* The task
Check the entries below and say how many lines include the word "single". No other text is wanted.

Records from a data collection:

BEGIN

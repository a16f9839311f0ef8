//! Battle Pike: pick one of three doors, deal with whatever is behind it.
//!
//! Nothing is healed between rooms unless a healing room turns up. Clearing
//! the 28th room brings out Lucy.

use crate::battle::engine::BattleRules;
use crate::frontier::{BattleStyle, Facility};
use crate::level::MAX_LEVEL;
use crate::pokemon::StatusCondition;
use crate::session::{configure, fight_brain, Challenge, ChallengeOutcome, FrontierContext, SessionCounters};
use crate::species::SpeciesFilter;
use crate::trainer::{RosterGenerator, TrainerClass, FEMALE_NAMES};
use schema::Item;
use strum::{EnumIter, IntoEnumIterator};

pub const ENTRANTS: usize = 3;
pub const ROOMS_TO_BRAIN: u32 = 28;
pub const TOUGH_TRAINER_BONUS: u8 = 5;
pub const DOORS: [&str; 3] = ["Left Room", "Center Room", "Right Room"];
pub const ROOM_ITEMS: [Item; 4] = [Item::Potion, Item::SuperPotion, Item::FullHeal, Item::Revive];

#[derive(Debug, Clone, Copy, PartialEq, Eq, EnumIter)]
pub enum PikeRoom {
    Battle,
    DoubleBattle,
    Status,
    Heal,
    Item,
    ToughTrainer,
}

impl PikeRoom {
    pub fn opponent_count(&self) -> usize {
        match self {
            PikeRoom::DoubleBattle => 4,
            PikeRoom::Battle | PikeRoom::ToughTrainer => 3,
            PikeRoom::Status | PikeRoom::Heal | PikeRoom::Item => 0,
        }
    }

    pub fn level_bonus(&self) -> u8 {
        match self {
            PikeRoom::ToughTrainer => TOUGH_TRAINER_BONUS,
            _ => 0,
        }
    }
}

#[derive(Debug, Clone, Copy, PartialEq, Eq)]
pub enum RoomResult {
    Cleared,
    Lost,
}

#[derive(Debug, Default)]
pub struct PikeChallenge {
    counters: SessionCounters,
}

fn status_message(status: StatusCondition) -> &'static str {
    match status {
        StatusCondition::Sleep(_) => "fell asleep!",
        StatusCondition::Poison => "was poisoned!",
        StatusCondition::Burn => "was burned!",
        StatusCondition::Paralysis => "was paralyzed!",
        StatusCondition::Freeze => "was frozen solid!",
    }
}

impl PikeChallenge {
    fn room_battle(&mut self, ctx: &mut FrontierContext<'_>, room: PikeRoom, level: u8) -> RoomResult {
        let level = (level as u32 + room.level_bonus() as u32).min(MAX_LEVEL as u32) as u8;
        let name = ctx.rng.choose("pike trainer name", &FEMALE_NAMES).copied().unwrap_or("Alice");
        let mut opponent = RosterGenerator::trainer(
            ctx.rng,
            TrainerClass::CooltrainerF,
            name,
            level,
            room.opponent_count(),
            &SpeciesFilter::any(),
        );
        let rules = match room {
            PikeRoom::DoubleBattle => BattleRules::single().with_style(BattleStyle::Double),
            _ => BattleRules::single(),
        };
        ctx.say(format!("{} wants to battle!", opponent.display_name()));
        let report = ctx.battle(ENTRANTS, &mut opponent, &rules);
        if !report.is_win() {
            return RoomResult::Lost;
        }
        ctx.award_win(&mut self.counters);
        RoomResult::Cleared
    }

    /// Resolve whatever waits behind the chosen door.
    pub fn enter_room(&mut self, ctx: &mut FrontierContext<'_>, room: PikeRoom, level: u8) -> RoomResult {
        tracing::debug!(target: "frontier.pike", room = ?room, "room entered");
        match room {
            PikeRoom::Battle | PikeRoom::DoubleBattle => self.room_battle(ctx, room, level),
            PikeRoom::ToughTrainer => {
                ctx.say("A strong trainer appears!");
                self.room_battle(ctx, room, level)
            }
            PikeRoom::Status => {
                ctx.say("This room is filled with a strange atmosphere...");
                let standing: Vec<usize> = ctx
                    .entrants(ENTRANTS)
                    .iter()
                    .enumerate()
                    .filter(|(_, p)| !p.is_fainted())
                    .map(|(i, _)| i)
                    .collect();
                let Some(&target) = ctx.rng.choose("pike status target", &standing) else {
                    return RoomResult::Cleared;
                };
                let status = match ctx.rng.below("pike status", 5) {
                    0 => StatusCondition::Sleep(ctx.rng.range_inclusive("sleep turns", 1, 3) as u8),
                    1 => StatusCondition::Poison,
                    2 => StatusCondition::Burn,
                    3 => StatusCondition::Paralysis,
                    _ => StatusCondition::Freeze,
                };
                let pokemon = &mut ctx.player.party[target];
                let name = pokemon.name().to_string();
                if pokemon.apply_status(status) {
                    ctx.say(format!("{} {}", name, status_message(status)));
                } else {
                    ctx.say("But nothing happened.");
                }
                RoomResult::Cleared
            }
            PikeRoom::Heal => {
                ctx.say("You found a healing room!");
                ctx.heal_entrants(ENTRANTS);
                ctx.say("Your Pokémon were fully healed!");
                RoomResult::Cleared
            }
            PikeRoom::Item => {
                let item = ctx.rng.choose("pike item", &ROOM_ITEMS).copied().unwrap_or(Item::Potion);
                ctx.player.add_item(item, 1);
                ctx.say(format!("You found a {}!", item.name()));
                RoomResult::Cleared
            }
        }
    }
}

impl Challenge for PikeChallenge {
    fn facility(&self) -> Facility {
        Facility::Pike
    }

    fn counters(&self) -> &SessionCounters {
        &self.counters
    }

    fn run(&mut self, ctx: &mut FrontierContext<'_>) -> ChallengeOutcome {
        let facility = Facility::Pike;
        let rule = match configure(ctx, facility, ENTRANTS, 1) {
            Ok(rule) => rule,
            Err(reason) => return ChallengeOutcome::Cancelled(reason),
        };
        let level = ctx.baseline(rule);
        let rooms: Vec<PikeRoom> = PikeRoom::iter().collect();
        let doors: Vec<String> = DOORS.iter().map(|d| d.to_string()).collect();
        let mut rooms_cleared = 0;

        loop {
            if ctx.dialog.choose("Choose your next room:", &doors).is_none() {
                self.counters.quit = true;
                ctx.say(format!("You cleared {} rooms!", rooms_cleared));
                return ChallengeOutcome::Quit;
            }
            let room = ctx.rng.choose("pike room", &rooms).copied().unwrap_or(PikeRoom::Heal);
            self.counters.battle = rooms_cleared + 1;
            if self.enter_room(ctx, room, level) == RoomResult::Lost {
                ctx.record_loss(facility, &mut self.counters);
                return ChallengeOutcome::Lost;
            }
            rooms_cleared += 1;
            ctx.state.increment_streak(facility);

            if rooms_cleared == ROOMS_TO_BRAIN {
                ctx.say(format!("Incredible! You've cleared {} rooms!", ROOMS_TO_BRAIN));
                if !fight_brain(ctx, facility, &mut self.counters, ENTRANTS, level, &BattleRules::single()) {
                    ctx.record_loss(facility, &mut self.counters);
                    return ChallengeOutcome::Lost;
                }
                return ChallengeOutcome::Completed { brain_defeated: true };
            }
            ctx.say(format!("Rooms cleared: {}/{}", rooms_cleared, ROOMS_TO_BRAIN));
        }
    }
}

END
BEGIN

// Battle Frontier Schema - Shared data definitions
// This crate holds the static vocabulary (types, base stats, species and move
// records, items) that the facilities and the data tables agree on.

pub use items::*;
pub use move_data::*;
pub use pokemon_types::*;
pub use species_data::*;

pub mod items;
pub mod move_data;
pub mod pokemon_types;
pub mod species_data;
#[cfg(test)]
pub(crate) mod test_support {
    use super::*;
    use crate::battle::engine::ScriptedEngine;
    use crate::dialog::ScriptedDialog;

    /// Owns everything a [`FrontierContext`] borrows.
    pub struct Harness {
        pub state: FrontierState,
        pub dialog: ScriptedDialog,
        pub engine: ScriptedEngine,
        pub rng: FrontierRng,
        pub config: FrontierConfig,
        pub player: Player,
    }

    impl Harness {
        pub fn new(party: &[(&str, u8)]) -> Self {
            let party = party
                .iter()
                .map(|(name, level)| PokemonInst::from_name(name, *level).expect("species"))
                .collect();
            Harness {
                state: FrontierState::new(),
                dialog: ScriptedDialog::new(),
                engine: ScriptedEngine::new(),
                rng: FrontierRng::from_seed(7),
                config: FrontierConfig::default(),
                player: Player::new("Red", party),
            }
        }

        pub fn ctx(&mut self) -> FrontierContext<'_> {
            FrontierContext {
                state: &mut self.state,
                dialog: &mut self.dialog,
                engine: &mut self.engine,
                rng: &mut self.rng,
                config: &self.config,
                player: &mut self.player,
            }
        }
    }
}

END
BEGIN

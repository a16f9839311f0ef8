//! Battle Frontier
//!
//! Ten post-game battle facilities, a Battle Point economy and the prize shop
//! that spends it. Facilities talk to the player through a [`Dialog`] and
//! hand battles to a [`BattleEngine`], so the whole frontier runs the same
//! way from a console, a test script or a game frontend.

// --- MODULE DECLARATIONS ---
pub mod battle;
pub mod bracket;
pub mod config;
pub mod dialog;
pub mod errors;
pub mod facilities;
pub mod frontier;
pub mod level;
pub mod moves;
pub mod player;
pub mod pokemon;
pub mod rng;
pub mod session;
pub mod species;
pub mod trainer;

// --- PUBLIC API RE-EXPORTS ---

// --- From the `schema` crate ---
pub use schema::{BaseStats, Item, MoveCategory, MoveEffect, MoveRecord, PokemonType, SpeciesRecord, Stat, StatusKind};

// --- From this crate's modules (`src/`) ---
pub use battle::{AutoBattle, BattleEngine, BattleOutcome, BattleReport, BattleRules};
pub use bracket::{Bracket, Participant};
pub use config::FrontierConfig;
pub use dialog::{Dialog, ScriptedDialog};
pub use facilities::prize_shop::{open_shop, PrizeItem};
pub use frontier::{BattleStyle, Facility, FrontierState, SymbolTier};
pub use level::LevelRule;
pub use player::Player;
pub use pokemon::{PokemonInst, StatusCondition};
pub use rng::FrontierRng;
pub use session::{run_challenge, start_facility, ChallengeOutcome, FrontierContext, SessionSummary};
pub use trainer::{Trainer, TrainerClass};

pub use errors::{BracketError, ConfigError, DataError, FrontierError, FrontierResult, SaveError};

END

* Finished task
3